[[ INFORMATION SHOWN open ]]
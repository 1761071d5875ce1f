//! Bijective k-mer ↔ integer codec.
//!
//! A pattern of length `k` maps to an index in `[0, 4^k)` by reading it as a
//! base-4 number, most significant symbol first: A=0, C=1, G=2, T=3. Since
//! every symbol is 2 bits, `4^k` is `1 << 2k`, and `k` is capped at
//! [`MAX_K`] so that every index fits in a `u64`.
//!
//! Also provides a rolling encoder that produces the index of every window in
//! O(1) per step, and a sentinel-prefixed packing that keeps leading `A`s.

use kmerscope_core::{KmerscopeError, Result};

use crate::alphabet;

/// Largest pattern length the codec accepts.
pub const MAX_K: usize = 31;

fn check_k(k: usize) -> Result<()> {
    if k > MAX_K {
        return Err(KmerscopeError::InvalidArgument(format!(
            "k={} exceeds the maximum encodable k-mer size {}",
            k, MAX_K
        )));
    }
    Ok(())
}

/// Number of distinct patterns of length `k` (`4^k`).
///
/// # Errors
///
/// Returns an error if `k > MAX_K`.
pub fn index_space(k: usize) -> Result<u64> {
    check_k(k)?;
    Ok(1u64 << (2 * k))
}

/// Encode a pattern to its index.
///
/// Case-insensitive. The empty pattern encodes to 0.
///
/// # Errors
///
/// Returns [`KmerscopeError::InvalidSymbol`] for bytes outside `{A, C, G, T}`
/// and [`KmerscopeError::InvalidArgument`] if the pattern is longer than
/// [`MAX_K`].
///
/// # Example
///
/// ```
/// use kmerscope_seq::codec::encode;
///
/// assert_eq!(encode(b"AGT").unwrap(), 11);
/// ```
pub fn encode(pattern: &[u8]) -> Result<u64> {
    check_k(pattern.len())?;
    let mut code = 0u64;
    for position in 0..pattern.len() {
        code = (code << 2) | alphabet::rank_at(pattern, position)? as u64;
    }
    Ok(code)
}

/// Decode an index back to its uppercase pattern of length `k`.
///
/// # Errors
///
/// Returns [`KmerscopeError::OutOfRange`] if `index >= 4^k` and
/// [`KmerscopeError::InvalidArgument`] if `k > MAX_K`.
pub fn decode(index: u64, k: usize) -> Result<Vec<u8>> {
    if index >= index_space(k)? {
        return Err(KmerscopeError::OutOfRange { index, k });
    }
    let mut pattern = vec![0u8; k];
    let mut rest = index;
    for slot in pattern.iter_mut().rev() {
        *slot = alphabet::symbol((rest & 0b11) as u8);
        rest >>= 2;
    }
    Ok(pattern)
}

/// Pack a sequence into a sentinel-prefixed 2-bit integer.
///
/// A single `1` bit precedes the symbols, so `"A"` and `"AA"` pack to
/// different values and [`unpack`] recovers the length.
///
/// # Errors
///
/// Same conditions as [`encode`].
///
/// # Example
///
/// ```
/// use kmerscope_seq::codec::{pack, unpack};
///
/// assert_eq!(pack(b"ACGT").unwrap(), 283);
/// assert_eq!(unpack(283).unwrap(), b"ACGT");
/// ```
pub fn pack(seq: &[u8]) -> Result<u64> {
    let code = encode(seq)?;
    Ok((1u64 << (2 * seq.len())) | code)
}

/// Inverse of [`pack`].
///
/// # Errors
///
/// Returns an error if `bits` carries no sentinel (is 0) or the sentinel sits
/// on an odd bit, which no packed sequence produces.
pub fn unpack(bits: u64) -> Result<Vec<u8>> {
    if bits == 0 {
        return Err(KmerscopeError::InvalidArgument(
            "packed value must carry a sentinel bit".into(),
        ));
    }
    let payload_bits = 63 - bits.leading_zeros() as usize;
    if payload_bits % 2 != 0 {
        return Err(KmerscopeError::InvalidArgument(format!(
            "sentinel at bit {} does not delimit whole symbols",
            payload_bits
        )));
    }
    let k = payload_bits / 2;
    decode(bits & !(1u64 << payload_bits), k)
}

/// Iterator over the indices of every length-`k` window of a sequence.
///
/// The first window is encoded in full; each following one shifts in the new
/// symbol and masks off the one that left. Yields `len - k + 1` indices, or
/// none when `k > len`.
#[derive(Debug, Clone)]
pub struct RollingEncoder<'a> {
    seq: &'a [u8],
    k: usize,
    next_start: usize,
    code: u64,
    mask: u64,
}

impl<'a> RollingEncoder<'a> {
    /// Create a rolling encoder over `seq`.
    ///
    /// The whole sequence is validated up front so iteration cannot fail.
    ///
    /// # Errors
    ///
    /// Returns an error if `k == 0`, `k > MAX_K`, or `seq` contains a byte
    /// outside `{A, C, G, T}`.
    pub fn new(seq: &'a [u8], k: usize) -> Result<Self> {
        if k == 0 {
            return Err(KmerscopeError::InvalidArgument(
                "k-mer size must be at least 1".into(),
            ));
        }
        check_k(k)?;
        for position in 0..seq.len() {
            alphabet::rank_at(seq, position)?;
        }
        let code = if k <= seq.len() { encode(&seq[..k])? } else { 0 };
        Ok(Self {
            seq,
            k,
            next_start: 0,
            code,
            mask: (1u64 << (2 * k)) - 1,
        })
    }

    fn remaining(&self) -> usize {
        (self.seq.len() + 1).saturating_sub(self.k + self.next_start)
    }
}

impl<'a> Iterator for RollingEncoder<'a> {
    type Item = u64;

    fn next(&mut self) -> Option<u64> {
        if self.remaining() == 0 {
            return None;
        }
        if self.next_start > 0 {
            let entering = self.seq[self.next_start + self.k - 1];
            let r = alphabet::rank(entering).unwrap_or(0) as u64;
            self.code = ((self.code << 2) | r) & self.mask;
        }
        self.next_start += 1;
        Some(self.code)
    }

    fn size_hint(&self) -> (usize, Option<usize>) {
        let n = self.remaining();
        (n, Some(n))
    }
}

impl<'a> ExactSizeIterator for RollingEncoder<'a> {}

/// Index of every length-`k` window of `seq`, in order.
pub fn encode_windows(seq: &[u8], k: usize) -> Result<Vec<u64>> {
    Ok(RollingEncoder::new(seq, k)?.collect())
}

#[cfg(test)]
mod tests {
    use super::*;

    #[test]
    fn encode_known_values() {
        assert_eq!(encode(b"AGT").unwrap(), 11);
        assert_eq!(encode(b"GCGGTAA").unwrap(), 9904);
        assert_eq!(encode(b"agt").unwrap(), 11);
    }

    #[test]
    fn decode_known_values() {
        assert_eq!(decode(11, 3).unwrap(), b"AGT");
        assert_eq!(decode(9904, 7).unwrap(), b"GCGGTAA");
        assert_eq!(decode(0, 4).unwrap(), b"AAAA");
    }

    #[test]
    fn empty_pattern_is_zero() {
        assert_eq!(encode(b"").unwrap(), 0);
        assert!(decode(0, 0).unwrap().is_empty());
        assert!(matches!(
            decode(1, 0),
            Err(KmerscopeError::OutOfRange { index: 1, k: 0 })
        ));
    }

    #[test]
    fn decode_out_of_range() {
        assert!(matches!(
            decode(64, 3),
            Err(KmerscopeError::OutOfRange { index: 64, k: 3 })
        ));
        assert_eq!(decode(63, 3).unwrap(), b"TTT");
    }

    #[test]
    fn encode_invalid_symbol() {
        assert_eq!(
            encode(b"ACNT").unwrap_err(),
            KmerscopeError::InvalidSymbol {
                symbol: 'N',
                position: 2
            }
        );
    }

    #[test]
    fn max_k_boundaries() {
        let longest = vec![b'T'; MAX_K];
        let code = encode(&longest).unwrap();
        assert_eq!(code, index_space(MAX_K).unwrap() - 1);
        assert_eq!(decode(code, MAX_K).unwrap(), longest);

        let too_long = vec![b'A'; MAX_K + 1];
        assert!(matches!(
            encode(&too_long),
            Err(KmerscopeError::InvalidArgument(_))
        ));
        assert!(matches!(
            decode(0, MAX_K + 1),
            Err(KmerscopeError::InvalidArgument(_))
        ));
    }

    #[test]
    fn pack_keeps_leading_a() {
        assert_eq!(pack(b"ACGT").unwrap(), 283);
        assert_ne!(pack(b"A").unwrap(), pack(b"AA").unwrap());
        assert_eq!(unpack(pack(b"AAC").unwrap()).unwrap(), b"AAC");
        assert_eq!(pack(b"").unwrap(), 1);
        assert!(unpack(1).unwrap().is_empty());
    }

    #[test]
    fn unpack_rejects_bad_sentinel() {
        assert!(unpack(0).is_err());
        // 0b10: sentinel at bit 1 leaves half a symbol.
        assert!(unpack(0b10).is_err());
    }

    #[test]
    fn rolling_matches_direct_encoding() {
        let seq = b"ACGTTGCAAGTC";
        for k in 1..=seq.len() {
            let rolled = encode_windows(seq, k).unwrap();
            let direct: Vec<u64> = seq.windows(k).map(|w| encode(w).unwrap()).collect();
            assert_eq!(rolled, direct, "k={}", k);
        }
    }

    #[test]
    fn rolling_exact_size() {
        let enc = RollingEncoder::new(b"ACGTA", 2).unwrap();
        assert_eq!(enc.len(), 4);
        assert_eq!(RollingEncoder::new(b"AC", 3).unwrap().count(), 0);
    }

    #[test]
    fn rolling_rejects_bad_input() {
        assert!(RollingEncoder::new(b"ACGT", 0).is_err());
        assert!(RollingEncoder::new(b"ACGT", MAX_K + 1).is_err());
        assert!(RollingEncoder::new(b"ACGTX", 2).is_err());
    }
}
[[ INFORMATION SHOWN closed ]]
| TASK DESCRIPTION |
Copy each line above where the string "Returns" occurs.

| YOUR RESPONSE |
/// Returns an error if `k > MAX_K`.
/// Returns [`KmerscopeError::InvalidSymbol`] for bytes outside `{A, C, G, T}`
/// Returns [`KmerscopeError::OutOfRange`] if `index >= 4^k` and
/// Returns an error if `bits` carries no sentinel (is 0) or the sentinel sits
    /// Returns an error if `k == 0`, `k > MAX_K`, or `seq` contains a byte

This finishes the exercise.